Wer sich ein wenig mit der polizeilichen Statistik auskennt, merkt jetzt schon, dass die Frage so überhaupt keinen Sinn ergibt. Herrmann vermischt hier verschiedene Statistiken und Ebenen. Das antwortet dann auch die zuständige Staatssekretärin Dr. Emily Haber:
„In der polizeilichen Kriminalstatistik (PKS) wird bei den Angaben zu den Tatverdächtigen deren Zugehörigkeit zu einer bestimmten politischen Ausrichtung nicht erfasst. Zur Anzahl der von Linksextremisten begangenen Straftaten liegen folglich in der PKS keine Informationen vor. Daher ist ein anteilsmäßiger Abgleich im Sinne der Fragestellung mit der polizeilichen Statistik der politisch motivierten Kriminalität (PMK) nicht möglich.“

Aus der Antwort:
„In der PKS wird […] die Zugehörigkeit zu einer
bestimmten politischen Ausrichtung nicht erfasst.“
macht die AfD also:
„Linksextreme Straftaten werden nicht erfasst.“

Mut zur Unwahrheit?

Aber was bedeutet es nun. Nun, die Polizeiliche Kriminalstatistik ist eine jährliche Statistik, in der Straftaten nach dem Ende der
polizeilichen Ermittlungen Eingang finden, also bevor sie an eine
Staatsanwaltschaft abgegeben werden. Das bezeichnet man auch als Ausgangsstatistik. Das heißt, dass das Erscheinen in der PKS, nur etwas über den zeitlichen Abschluss der Ermittlungen aussagt. Die eigentliche Tat kann in einem anderen Jahr erfolgt sein.

Etwas anders ist die Statistik der politisch motivierten Kriminalität (PMK) aufgebaut. Diese ist nämlich eine Eingangsstatistik. Fälle die dort auftauchen, werden also zu Beginn der polizeilichen Ermittlungen, wenn ein Anfangsverdacht vorliegt, eingetragen. In der PMK wird nach PMK-Links, -Rechts und Ausländerkriminalität sowie -Sonstige unterschieden.

Warum die Frage vom AfD-Abgeordneten Lars Herrmann nun keinen Sinn ergibt, zeigt vor allem seine zweite Hälfte: „Wie viele Straftaten werden davon in der polizeilichen Kriminalstatistik der politisch motivierten Kriminalität (PMK-Links) zugeordnet?“

In der PKS werden überhaupt keine Straften der PMK zugeordnet.
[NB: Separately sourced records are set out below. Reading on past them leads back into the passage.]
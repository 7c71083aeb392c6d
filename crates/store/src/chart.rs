//! Chart of accounts application service.

use std::sync::Arc;

use balafon_core::chart::{
    AccountClass, AccountReport, AccountRuleViolation, AccountType, AccountValidator, ChartAccount,
    ChartReport, ChartStructureValidator, ComplianceReport, ComplianceScorer,
};
use balafon_shared::types::{AccountId, PageRequest, PageResponse, UserId};
use serde::{Deserialize, Serialize};
use tracing::info;

use crate::error::StoreError;
use crate::repository::{AccountRepository, EntryRepository};

/// Input for creating or replacing a chart account.
///
/// The account class is derived from the first digit of the code, and
/// the level from the parent chain, so neither is part of the input.
#[derive(Debug, Clone, Serialize, Deserialize)]
pub struct AccountInput {
    /// Account code (2 to 6 digits).
    pub code: String,
    /// Account type.
    pub account_type: AccountType,
    /// Account name.
    pub name: String,
    /// Optional free-form description.
    pub description: Option<String>,
    /// Parent account, when this is a sub-account.
    pub parent_id: Option<AccountId>,
    /// Whether this is an auxiliary (per-counterparty) account.
    pub is_auxiliary: bool,
    /// Whether this account is subject to external reconciliation.
    pub is_reconcilable: bool,
}

/// Service for managing the chart of accounts.
///
/// Every mutation runs the SYSCOHADA account rules before touching the
/// store, so the chart never holds an account with a hard violation.
pub struct ChartService<A: AccountRepository, E: EntryRepository> {
    accounts: Arc<A>,
    entries: Arc<E>,
}

impl<A: AccountRepository, E: EntryRepository> ChartService<A, E> {
    /// Create a new chart service.
    #[must_use]
    pub fn new(accounts: Arc<A>, entries: Arc<E>) -> Self {
        Self { accounts, entries }
    }

    /// Create a new account.
    ///
    /// # Errors
    ///
    /// Returns an error if:
    /// - The code is malformed or breaks any SYSCOHADA rule
    /// - The parent account does not exist
    /// - The code is already taken
    pub async fn create_account(
        &self,
        input: AccountInput,
        created_by: UserId,
    ) -> Result<ChartAccount, StoreError> {
        let Some(class) = AccountClass::from_code(&input.code) else {
            return Err(StoreError::AccountInvalid {
                violations: vec![AccountRuleViolation::MalformedCode { code: input.code }],
            });
        };
        let level = self.resolve_level(input.parent_id).await?;

        let account = ChartAccount {
            id: AccountId::new(),
            code: input.code,
            class,
            account_type: input.account_type,
            name: input.name,
            description: input.description,
            parent_id: input.parent_id,
            level,
            is_auxiliary: input.is_auxiliary,
            is_reconcilable: input.is_reconcilable,
            is_active: true,
        };

        let report = AccountValidator::validate(&account);
        if !report.is_valid {
            return Err(StoreError::AccountInvalid {
                violations: report.errors,
            });
        }

        let created = self.accounts.insert(account).await?;
        info!(
            code = %created.code,
            name = %created.name,
            created_by = %created_by,
            "Account created"
        );
        Ok(created)
    }

    /// Replace an existing account's attributes.
    ///
    /// The account keeps its identity and active flag; class and level
    /// are re-derived from the new code and parent.
    ///
    /// # Errors
    ///
    /// Returns an error if:
    /// - The account does not exist
    /// - The new attributes break any SYSCOHADA rule
    /// - The new code is taken by another account
    pub async fn update_account(
        &self,
        id: AccountId,
        input: AccountInput,
        updated_by: UserId,
    ) -> Result<ChartAccount, StoreError> {
        let existing = self
            .accounts
            .fetch(id)
            .await?
            .ok_or(StoreError::AccountNotFound(id))?;

        let Some(class) = AccountClass::from_code(&input.code) else {
            return Err(StoreError::AccountInvalid {
                violations: vec![AccountRuleViolation::MalformedCode { code: input.code }],
            });
        };
        let level = self.resolve_level(input.parent_id).await?;

        let account = ChartAccount {
            id: existing.id,
            code: input.code,
            class,
            account_type: input.account_type,
            name: input.name,
            description: input.description,
            parent_id: input.parent_id,
            level,
            is_auxiliary: input.is_auxiliary,
            is_reconcilable: input.is_reconcilable,
            is_active: existing.is_active,
        };

        let report = AccountValidator::validate(&account);
        if !report.is_valid {
            return Err(StoreError::AccountInvalid {
                violations: report.errors,
            });
        }

        let updated = self.accounts.update(account).await?;
        info!(
            code = %updated.code,
            updated_by = %updated_by,
            "Account updated"
        );
        Ok(updated)
    }

    /// Deactivate an account (soft delete).
    ///
    /// # Errors
    ///
    /// Returns an error if:
    /// - The account does not exist
    /// - The account is referenced by journal entries
    /// - The account has active children
    pub async fn deactivate_account(
        &self,
        id: AccountId,
        deactivated_by: UserId,
    ) -> Result<ChartAccount, StoreError> {
        let mut account = self
            .accounts
            .fetch(id)
            .await?
            .ok_or(StoreError::AccountNotFound(id))?;

        let entry_count = self.entries.count_by_account(id).await?;
        if entry_count > 0 {
            return Err(StoreError::CannotDeactivateWithEntries(entry_count));
        }

        let child_count = self
            .accounts
            .list()
            .await?
            .iter()
            .filter(|a| a.parent_id == Some(id) && a.is_active)
            .count();
        if child_count > 0 {
            return Err(StoreError::CannotDeactivateWithChildren(child_count));
        }

        account.is_active = false;
        let updated = self.accounts.update(account).await?;
        info!(
            code = %updated.code,
            deactivated_by = %deactivated_by,
            "Account deactivated"
        );
        Ok(updated)
    }

    /// Fetch one account by ID.
    ///
    /// # Errors
    ///
    /// Returns an error if the account does not exist.
    pub async fn get_account(&self, id: AccountId) -> Result<ChartAccount, StoreError> {
        self.accounts
            .fetch(id)
            .await?
            .ok_or(StoreError::AccountNotFound(id))
    }

    /// List accounts ordered by code, one page at a time.
    ///
    /// # Errors
    ///
    /// Returns an error if the store fails.
    pub async fn list_accounts(
        &self,
        page: &PageRequest,
    ) -> Result<PageResponse<ChartAccount>, StoreError> {
        let accounts = self.accounts.list().await?;
        Ok(paginate(accounts, page))
    }

    /// Search accounts by code prefix or name substring.
    ///
    /// # Errors
    ///
    /// Returns an error if the store fails.
    pub async fn search_accounts(
        &self,
        query: &str,
        page: &PageRequest,
    ) -> Result<PageResponse<ChartAccount>, StoreError> {
        let matches = self.accounts.search(query).await?;
        Ok(paginate(matches, page))
    }

    /// Suggest the next free child code under a parent account.
    ///
    /// # Errors
    ///
    /// Returns an error if the parent does not exist, is already at
    /// maximum depth, or has no free child code left.
    pub async fn suggest_child_code(&self, parent_id: AccountId) -> Result<String, StoreError> {
        let parent = self
            .accounts
            .fetch(parent_id)
            .await?
            .ok_or(StoreError::ParentNotFound(parent_id))?;
        let accounts = self.accounts.list().await?;
        let codes: Vec<&str> = accounts.iter().map(|a| a.code.as_str()).collect();
        Ok(ChartStructureValidator::generate_child_code(
            &parent.code,
            &codes,
        )?)
    }

    /// Run the single-account rules against a stored account.
    ///
    /// # Errors
    ///
    /// Returns an error if the account does not exist.
    pub async fn validate_account(&self, id: AccountId) -> Result<AccountReport, StoreError> {
        let account = self
            .accounts
            .fetch(id)
            .await?
            .ok_or(StoreError::AccountNotFound(id))?;
        Ok(AccountValidator::validate(&account))
    }

    /// Validate the whole chart structure.
    ///
    /// # Errors
    ///
    /// Returns an error if the store fails.
    pub async fn validate_chart(&self) -> Result<ChartReport, StoreError> {
        let accounts = self.accounts.list().await?;
        Ok(ChartStructureValidator::validate(&accounts))
    }

    /// Score the chart's SYSCOHADA compliance.
    ///
    /// # Errors
    ///
    /// Returns an error if the store fails.
    pub async fn check_compliance(&self) -> Result<ComplianceReport, StoreError> {
        let accounts = self.accounts.list().await?;
        Ok(ComplianceScorer::check_compliance(&accounts))
    }

    async fn resolve_level(&self, parent_id: Option<AccountId>) -> Result<u8, StoreError> {
        match parent_id {
            Some(parent_id) => {
                let parent = self
                    .accounts
                    .fetch(parent_id)
                    .await?
                    .ok_or(StoreError::ParentNotFound(parent_id))?;
                Ok(parent.level.saturating_add(1))
            }
            None => Ok(1),
        }
    }
}

fn paginate(accounts: Vec<ChartAccount>, page: &PageRequest) -> PageResponse<ChartAccount> {
    let total = u64::try_from(accounts.len()).unwrap_or(u64::MAX);
    let offset = usize::try_from(page.offset()).unwrap_or(usize::MAX);
    let limit = usize::try_from(page.limit()).unwrap_or(usize::MAX);
    let data = accounts.into_iter().skip(offset).take(limit).collect();
    PageResponse::new(data, page.page, page.per_page, total)
}
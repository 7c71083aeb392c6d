//! Standard chart-of-accounts template used to seed a new ledger.

use balafon_shared::types::AccountId;

use super::types::{AccountClass, AccountType, ChartAccount};

/// Seed rows: code, French name and account type.
///
/// Covers every mandatory account plus one representative per
/// extraordinary and analytical class so a freshly seeded chart passes
/// compliance scoring outright.
const TEMPLATE_ROWS: &[(&str, &str, AccountType)] = &[
    ("10", "Capital", AccountType::Equity),
    ("11", "Réserves", AccountType::Equity),
    ("16", "Emprunts et dettes assimilées", AccountType::Liability),
    ("21", "Immobilisations incorporelles", AccountType::Asset),
    ("22", "Terrains", AccountType::Asset),
    ("23", "Bâtiments", AccountType::Asset),
    ("24", "Matériel", AccountType::Asset),
    ("28", "Amortissements", AccountType::Asset),
    ("31", "Marchandises", AccountType::Asset),
    ("32", "Matières premières", AccountType::Asset),
    ("40", "Fournisseurs", AccountType::Liability),
    ("41", "Clients", AccountType::Asset),
    ("42", "Personnel", AccountType::Liability),
    ("44", "État", AccountType::Liability),
    ("51", "Valeurs à encaisser", AccountType::Asset),
    ("52", "Banques", AccountType::Asset),
    ("57", "Caisse", AccountType::Asset),
    ("60", "Achats", AccountType::Expense),
    ("61", "Transports", AccountType::Expense),
    ("62", "Services extérieurs A", AccountType::Expense),
    ("63", "Services extérieurs B", AccountType::Expense),
    ("64", "Impôts et taxes", AccountType::Expense),
    ("68", "Dotations aux amortissements", AccountType::Expense),
    ("70", "Ventes", AccountType::Income),
    ("71", "Subventions d'exploitation", AccountType::Income),
    ("75", "Autres produits", AccountType::Income),
    ("78", "Transferts de charges", AccountType::Income),
    ("83", "Charges hors activités ordinaires", AccountType::Expense),
    ("84", "Produits hors activités ordinaires", AccountType::Income),
    ("92", "Comptes de coûts", AccountType::Expense),
];

/// Builds the standard top-level chart of accounts.
///
/// Accounts are freshly identified on every call; third-party control
/// accounts come flagged auxiliary and treasury accounts reconcilable.
#[must_use]
pub fn standard_chart() -> Vec<ChartAccount> {
    TEMPLATE_ROWS
        .iter()
        .filter_map(|(code, name, account_type)| {
            let class = AccountClass::from_code(code)?;
            Some(ChartAccount {
                id: AccountId::new(),
                code: (*code).to_string(),
                class,
                account_type: *account_type,
                name: (*name).to_string(),
                description: None,
                parent_id: None,
                level: 1,
                is_auxiliary: matches!(*code, "40" | "41" | "42" | "44"),
                is_reconcilable: matches!(*code, "51" | "52" | "57"),
                is_active: true,
            })
        })
        .collect()
}
impl<A, E, J, W, P> EntryService<A, E, J, W, P>
where
    A: AccountRepository,
    E: EntryRepository,
    J: JournalRepository,
    W: WorkflowRepository,
    P: PeriodRepository,
{
    /// Create a new entry service using the configured tolerance and
    /// approval limits.
    #[must_use]
    pub fn new(
        accounts: Arc<A>,
        entries: Arc<E>,
        journals: Arc<J>,
        workflows: Arc<W>,
        periods: Arc<P>,
        config: &AppConfig,
    ) -> Self {
        Self {
            accounts,
            entries,
            journals,
            workflows,
            periods,
            balance_tolerance: config.validation.balance_tolerance,
            thresholds: ApprovalThresholdResolver::thresholds_from_limits(
                config.approval.level_1_limit,
                config.approval.level_2_limit,
            ),
        }
    }

    /// Validate a draft without storing anything.
    ///
    /// # Errors
    ///
    /// Returns an error if the store fails.
    pub async fn validate_draft(&self, draft: &EntryDraft) -> Result<EntryReport, StoreError> {
        let (report, _) = self.draft_report(draft).await?;
        Ok(report)
    }

    /// Create a new draft entry.
    ///
    /// The draft must pass validation. When no reference is supplied,
    /// one is generated from the journal code, the accounting year and
    /// the next free sequence number.
    ///
    /// # Errors
    ///
    /// Returns an error if:
    /// - The draft has any hard validation error
    /// - The journal does not exist or is inactive
    pub async fn create_entry(
        &self,
        draft: EntryDraft,
        created_by: UserId,
    ) -> Result<JournalEntry, StoreError> {
        let (report, period) = self.draft_report(&draft).await?;
        if !report.is_valid {
            return Err(StoreError::EntryInvalid {
                issues: report.errors,
            });
        }

        // A valid report guarantees a journal was picked.
        let Some(journal_id) = draft.journal_id else {
            return Err(StoreError::EntryInvalid {
                issues: vec![EntryIssue::MissingJournal],
            });
        };
        let journal = self
            .journals
            .fetch(journal_id)
            .await?
            .ok_or(StoreError::JournalNotFound(journal_id))?;
        if !journal.is_active {
            return Err(StoreError::JournalInactive(journal.code));
        }

        let accounting_date = draft.accounting_date.unwrap_or(draft.entry_date);
        let reference = match draft.reference.as_deref() {
            Some(reference) if !reference.trim().is_empty() => reference.to_string(),
            _ => {
                let year = accounting_date.year();
                let sequence = self.entries.next_sequence(journal_id, year).await?;
                JournalCloseService::next_reference(&journal.code, year, sequence)
            }
        };

        let lines = build_lines(&draft)?;
        let now = Utc::now();
        let entry = JournalEntry {
            id: EntryId::new(),
            journal_id,
            reference,
            entry_date: draft.entry_date,
            accounting_date,
            description: draft.description,
            status: EntryStatus::Draft,
            period_id: period.map(|p| p.id),
            created_by,
            created_at: now,
            updated_at: now,
            lines,
        };

        let created = self.entries.insert(entry).await?;
        info!(
            reference = %created.reference,
            journal = %journal.code,
            created_by = %created_by,
            "Journal entry created"
        );
        Ok(created)
    }

    /// Replace an editable entry's content.
    ///
    /// Only Draft and Rejected entries can be updated. The entry keeps
    /// its identity, status and reference.
    ///
    /// # Errors
    ///
    /// Returns an error if:
    /// - The entry does not exist or is not editable
    /// - The new draft has any hard validation error
    /// - The journal does not exist or is inactive
    pub async fn update_entry(
        &self,
        id: EntryId,
        draft: EntryDraft,
        updated_by: UserId,
    ) -> Result<JournalEntry, StoreError> {
        let existing = self
            .entries
            .fetch(id)
            .await?
            .ok_or(StoreError::EntryNotFound(id))?;
        if !existing.is_editable() {
            return Err(StoreError::NotEditable {
                status: existing.status,
            });
        }

        let (report, period) = self.draft_report(&draft).await?;
        if !report.is_valid {
            return Err(StoreError::EntryInvalid {
                issues: report.errors,
            });
        }

        let Some(journal_id) = draft.journal_id else {
            return Err(StoreError::EntryInvalid {
                issues: vec![EntryIssue::MissingJournal],
            });
        };
        let journal = self
            .journals
            .fetch(journal_id)
            .await?
            .ok_or(StoreError::JournalNotFound(journal_id))?;
        if !journal.is_active {
            return Err(StoreError::JournalInactive(journal.code));
        }

        let lines = build_lines(&draft)?;
        let entry = JournalEntry {
            id: existing.id,
            journal_id,
            reference: existing.reference,
            entry_date: draft.entry_date,
            accounting_date: draft.accounting_date.unwrap_or(draft.entry_date),
            description: draft.description,
            status: existing.status,
            period_id: period.map(|p| p.id),
            created_by: existing.created_by,
            created_at: existing.created_at,
            updated_at: Utc::now(),
            lines,
        };

        let updated = self.entries.update(entry).await?;
        info!(
            reference = %updated.reference,
            updated_by = %updated_by,
            "Journal entry updated"
        );
        Ok(updated)
    }

    /// Fetch one entry by ID.
    ///
    /// # Errors
    ///
    /// Returns an error if the entry does not exist.
    pub async fn get_entry(&self, id: EntryId) -> Result<JournalEntry, StoreError> {
        self.entries
            .fetch(id)
            .await?
            .ok_or(StoreError::EntryNotFound(id))
    }

    /// List entries in creation order, one page at a time.
    ///
    /// # Errors
    ///
    /// Returns an error if the store fails.
    pub async fn list_entries(
        &self,
        page: &PageRequest,
    ) -> Result<PageResponse<JournalEntry>, StoreError> {
        let entries = self.entries.list().await?;
        let total = u64::try_from(entries.len()).unwrap_or(u64::MAX);
        let offset = usize::try_from(page.offset()).unwrap_or(usize::MAX);
        let limit = usize::try_from(page.limit()).unwrap_or(usize::MAX);
        let data = entries.into_iter().skip(offset).take(limit).collect();
        Ok(PageResponse::new(data, page.page, page.per_page, total))
    }

    /// Submit an entry for approval.
    ///
    /// The entry is re-validated, then one pending approval record is
    /// created per required level. Resubmitting a rejected entry starts
    /// over with a fresh set of pending records.
    ///
    /// # Errors
    ///
    /// Returns an error if:
    /// - The entry does not exist
    /// - The entry has any hard validation error
    /// - The entry is not in Draft or Rejected status
    pub async fn submit_entry(
        &self,
        id: EntryId,
        submitted_by: UserId,
    ) -> Result<JournalEntry, StoreError> {
        let mut entry = self
            .entries
            .fetch(id)
            .await?
            .ok_or(StoreError::EntryNotFound(id))?;

        let (report, _) = self.draft_report(&entry.to_draft()).await?;
        if !report.is_valid {
            return Err(StoreError::EntryInvalid {
                issues: report.errors,
            });
        }

        let action = WorkflowService::submit(entry.status, submitted_by)?;
        let plan =
            ApprovalThresholdResolver::required_levels(&self.thresholds, entry.total_amount());

        self.workflows.clear_for_entry(id).await?;
        for level in &plan.required_levels {
            self.workflows
                .insert(ApprovalWorkflow::pending(id, *level))
                .await?;
        }

        entry.status = action.new_status();
        entry.updated_at = Utc::now();
        let updated = self.entries.update(entry).await?;
        info!(
            reference = %updated.reference,
            required_levels = ?plan.required_levels,
            submitted_by = %submitted_by,
            "Journal entry submitted"
        );
        Ok(updated)
    }

    /// Record an approve or reject decision for one approval level.
    ///
    /// # Errors
    ///
    /// Returns an error if:
    /// - No approval record exists for the entry at this level
    /// - The level has already been decided
    /// - The verdict is Pending
    pub async fn decide_level(
        &self,
        entry_id: EntryId,
        level: u8,
        verdict: ApprovalStatus,
        decided_by: UserId,
        notes: Option<String>,
    ) -> Result<ApprovalWorkflow, StoreError> {
        let record = self
            .workflows
            .list_for_entry(entry_id)
            .await?
            .into_iter()
            .find(|w| w.level == level)
            .ok_or(StoreError::ApprovalNotFound { entry_id, level })?;

        let decided = WorkflowService::decide(&record, verdict, decided_by, notes)?;
        let updated = self.workflows.update(decided).await?;
        info!(
            entry_id = %entry_id,
            level = updated.level,
            verdict = updated.status.as_str(),
            decided_by = %decided_by,
            "Approval level decided"
        );
        Ok(updated)
    }

    /// List the approval records of an entry, ordered by level.
    ///
    /// # Errors
    ///
    /// Returns an error if the store fails.
    pub async fn list_approvals(
        &self,
        entry_id: EntryId,
    ) -> Result<Vec<ApprovalWorkflow>, StoreError> {
        self.workflows.list_for_entry(entry_id).await
    }

    /// Move a fully signed-off entry to Approved.
    ///
    /// # Errors
    ///
    /// Returns an error if:
    /// - The entry does not exist
    /// - The entry is not in Submitted status
    /// - Any required approval level has not approved
    pub async fn approve_entry(
        &self,
        id: EntryId,
        approved_by: UserId,
        approval_notes: Option<String>,
    ) -> Result<JournalEntry, StoreError> {
        let mut entry = self
            .entries
            .fetch(id)
            .await?
            .ok_or(StoreError::EntryNotFound(id))?;

        let outstanding: Vec<u8> = self
            .workflows
            .list_for_entry(id)
            .await?
            .iter()
            .filter(|w| w.status != ApprovalStatus::Approved)
            .map(|w| w.level)
            .collect();

        let action =
            WorkflowService::approve(entry.status, approved_by, approval_notes, &outstanding)?;
        entry.status = action.new_status();
        entry.updated_at = Utc::now();
        let updated = self.entries.update(entry).await?;
        info!(
            reference = %updated.reference,
            approved_by = %approved_by,
            "Journal entry approved"
        );
        Ok(updated)
    }

    /// Reject a submitted entry, returning it to an editable state.
    ///
    /// # Errors
    ///
    /// Returns an error if:
    /// - The entry does not exist
    /// - The entry is not in Submitted status
    /// - The rejection reason is blank
    pub async fn reject_entry(
        &self,
        id: EntryId,
        rejected_by: UserId,
        rejection_reason: String,
    ) -> Result<JournalEntry, StoreError> {
        let mut entry = self
            .entries
            .fetch(id)
            .await?
            .ok_or(StoreError::EntryNotFound(id))?;

        let action = WorkflowService::reject(entry.status, rejected_by, rejection_reason)?;
        entry.status = action.new_status();
        entry.updated_at = Utc::now();
        let updated = self.entries.update(entry).await?;
        info!(
            reference = %updated.reference,
            rejected_by = %rejected_by,
            "Journal entry rejected"
        );
        Ok(updated)
    }

    /// Post an approved entry to the ledger.
    ///
    /// Posting re-checks that the accounting period is still open and
    /// that the journal has not been closed for that period.
    ///
    /// # Errors
    ///
    /// Returns an error if:
    /// - The entry does not exist
    /// - The entry is not in Approved status
    /// - The accounting period is closed
    /// - The journal is closed for the period
    pub async fn post_entry(
        &self,
        id: EntryId,
        posted_by: UserId,
    ) -> Result<JournalEntry, StoreError> {
        let mut entry = self
            .entries
            .fetch(id)
            .await?
            .ok_or(StoreError::EntryNotFound(id))?;

        let action = WorkflowService::post(entry.status, posted_by)?;

        if let Some(period_id) = entry.period_id {
            let period = self
                .periods
                .fetch(period_id)
                .await?
                .ok_or(StoreError::PeriodNotFound(period_id))?;
            if !period.is_open() {
                return Err(StoreError::PeriodClosed(period.name));
            }
            let closure = self
                .journals
                .period_state(entry.journal_id, period_id)
                .await?;
            if closure.is_some_and(|record| !record.is_open()) {
                let journal = self
                    .journals
                    .fetch(entry.journal_id)
                    .await?
                    .ok_or(StoreError::JournalNotFound(entry.journal_id))?;
                return Err(StoreError::JournalPeriodClosed(journal.code));
            }
        }

        entry.status = action.new_status();
        entry.updated_at = Utc::now();
        let updated = self.entries.update(entry).await?;
        info!(
            reference = %updated.reference,
            posted_by = %posted_by,
            "Journal entry posted"
        );
        Ok(updated)
    }

    /// Runs the validator against the chart and period on record.
    async fn draft_report(
        &self,
        draft: &EntryDraft,
    ) -> Result<(EntryReport, Option<AccountingPeriod>), StoreError> {
        let chart = self.accounts.list().await?;
        let accounting_date = draft.accounting_date.unwrap_or(draft.entry_date);
        let period = self.periods.find_for_date(accounting_date).await?;
        let ctx = EntryContext {
            today: Utc::now().date_naive(),
            balance_tolerance: self.balance_tolerance,
            period: period.as_ref(),
            chart: &chart,
        };
        Ok((EntryValidator::validate(draft, &ctx), period))
    }
}
//! Static SYSCOHADA rule tables.
//!
//! Leaf data with no dependencies: the class to account-type mapping,
//! class code ranges, the mandatory account list and the reference
//! naming table used by the compliance scorer.

use super::types::{AccountClass, AccountType};

/// Maximum length of an account name before a warning is raised.
pub const MAX_NAME_LENGTH: usize = 100;

/// Account codes every SYSCOHADA chart must carry as active accounts.
pub const MANDATORY_CODES: [&str; 27] = [
    "10", "11", "16", "21", "22", "23", "24", "28", "31", "32", "40", "41", "42", "44", "51",
    "52", "57", "60", "61", "62", "63", "64", "68", "70", "71", "75", "78",
];

/// Returns the account types allowed in a class.
#[must_use]
pub fn allowed_types(class: AccountClass) -> &'static [AccountType] {
    match class {
        AccountClass::DurableResources => &[AccountType::Equity, AccountType::Liability],
        AccountClass::FixedAssets | AccountClass::Inventories | AccountClass::Treasury => {
            &[AccountType::Asset]
        }
        AccountClass::ThirdParty => &[AccountType::Asset, AccountType::Liability],
        AccountClass::OperatingExpenses => &[AccountType::Expense],
        AccountClass::OperatingIncome => &[AccountType::Income],
        AccountClass::Extraordinary | AccountClass::Analytical => {
            &[AccountType::Expense, AccountType::Income]
        }
    }
}

/// Returns the inclusive range of two-digit code prefixes for a class.
#[must_use]
pub fn prefix_range(class: AccountClass) -> (u32, u32) {
    let digit = u32::from(class.digit());
    (digit * 10, digit * 10 + 9)
}

/// Returns true when the code has the required shape: 2 to 6 digits.
#[must_use]
pub fn is_valid_code_format(code: &str) -> bool {
    (2..=6).contains(&code.len()) && code.chars().all(|c| c.is_ascii_digit())
}

/// Returns the two-digit numeric prefix of a code, if it has one.
#[must_use]
pub fn code_prefix(code: &str) -> Option<u32> {
    code.get(0..2)?.parse().ok()
}

/// Returns true when the code is one of the mandatory SYSCOHADA accounts.
#[must_use]
pub fn is_mandatory(code: &str) -> bool {
    MANDATORY_CODES.contains(&code)
}

/// Returns the conventional French name for a mandatory account code.
#[must_use]
pub fn reference_name(code: &str) -> Option<&'static str> {
    let name = match code {
        "10" => "Capital",
        "11" => "Réserves",
        "16" => "Emprunts et dettes assimilées",
        "21" => "Immobilisations incorporelles",
        "22" => "Terrains",
        "23" => "Bâtiments",
        "24" => "Matériel",
        "28" => "Amortissements",
        "31" => "Marchandises",
        "32" => "Matières premières",
        "40" => "Fournisseurs",
        "41" => "Clients",
        "42" => "Personnel",
        "44" => "État",
        "51" => "Valeurs à encaisser",
        "52" => "Banques",
        "57" => "Caisse",
        "60" => "Achats",
        "61" => "Transports",
        "62" => "Services extérieurs A",
        "63" => "Services extérieurs B",
        "64" => "Impôts et taxes",
        "68" => "Dotations aux amortissements",
        "70" => "Ventes",
        "71" => "Subventions d'exploitation",
        "75" => "Autres produits",
        "78" => "Transferts de charges",
        _ => return None,
    };
    Some(name)
}
//! Common types used across the application.

pub mod id;
pub mod money;
pub mod pagination;

pub use id::*;
pub use money::{format_fcfa, round_fcfa};
pub use pagination::{PageRequest, PageResponse};
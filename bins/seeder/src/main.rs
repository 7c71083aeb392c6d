//! Reference chart seeder for Balafon.
//!
//! Writes the SYSCOHADA starter chart of accounts to a CSV file that
//! the importer and the auditor accept as-is.
//!
//! Usage: cargo run --bin seeder [-- <output.csv>]

use std::fs::File;
use std::path::PathBuf;

use balafon_core::chart::standard_chart;
use balafon_io::AccountCsvExporter;

fn main() -> anyhow::Result<()> {
    let output = std::env::args()
        .nth(1)
        .map_or_else(|| PathBuf::from("chart-syscohada.csv"), PathBuf::from);

    let chart = standard_chart();
    println!(
        "Writing {} accounts to {}...",
        chart.len(),
        output.display()
    );

    let file = File::create(&output)?;
    AccountCsvExporter::export(&chart, file)?;

    println!("Seeding complete!");
    Ok(())
}
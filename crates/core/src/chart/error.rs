//! Chart of accounts error types.

use thiserror::Error;

/// Errors raised by chart operations that cannot be expressed as a
/// validation report, such as child code generation.
#[derive(Debug, Clone, PartialEq, Eq, Error)]
pub enum ChartError {
    /// The parent code is not a well-formed account code.
    #[error("Parent code {0} is not a valid account code")]
    InvalidParentCode(String),

    /// The parent code already has the maximum 6 digits.
    #[error("Cannot create a sub-account under {0}: codes are limited to 6 digits")]
    MaxDepthReached(String),

    /// All nine one-digit child suffixes are already taken.
    #[error("All child codes 1-9 under {0} are already in use")]
    ChildCodesExhausted(String),
}

impl ChartError {
    /// Returns the error code for reporting.
    #[must_use]
    pub fn error_code(&self) -> &'static str {
        match self {
            Self::InvalidParentCode(_) => "INVALID_PARENT_CODE",
            Self::MaxDepthReached(_) => "MAX_DEPTH_REACHED",
            Self::ChildCodesExhausted(_) => "CHILD_CODES_EXHAUSTED",
        }
    }
}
Weder (!) Linksextremismus, weder (!) Rechtsextremismus, weder (!) Ausländerkriminalität oder eben sonstige. Es handelt sich um zwei verschiedene Statistiken. Die Straftaten, die in der PMK als politisch motiviert verzeichnet werden, sind zwar rein zahlenmäßig auch in der PKS zu finden, aber eben nicht mit ihrer „Motivation“ verzeichnet. Ein statistischer Vergleich einer Eingangs- und Ausgangsstatistik ist darüber hinaus grober Unfug.

Anders gesagt: Wenn ein Neonazi in Sachsen wegen Drogenhandels angeklagt und gar verurteilt wird, findet man das zwar in der PKS. Aber es wird nicht dabei stehen, dass ein „Rechtsextremer“ mit Drogen gedealt hat. Weil die politische Ausrichtung eben nicht in der PKS steht. Umgekehrt wird der rechte Drogendealer nur in der PMK-Rechts auftauchen, wenn zum Beispiel nachgewiesen ist, dass er bei seinen Drogengeschäften regelmäßig den Hitlergruß oder volksverhetzende Sprüche gebrüllt hätte.

Lange Rede kurzer Sinn, Lars Herrmann hat in praktisch jedem seiner Aussagen unrecht. „Selbst das Bundesministerium des Innern sah sich genötigt, nachdem Herrmanns Falschmeldung durch die sozialen Medien gingen, eine Erklärung dazu abzugeben. (https://twitter.com/BMI_Bund/status/931798778314706944)

Was bleibt: Lars Herrmann ist Polizeihauptkommissar und weiß nicht, wie Kriminalstatistiken funktionieren. Ein „bemerkenswerter“ Einstand der AfD-Fraktion, der zeigt, dass, sicher wenig überraschend, solche Falschmeldungen der AfD auch auf Bundesebene genauso fortgeführt werden, wie in den Landesparlamenten.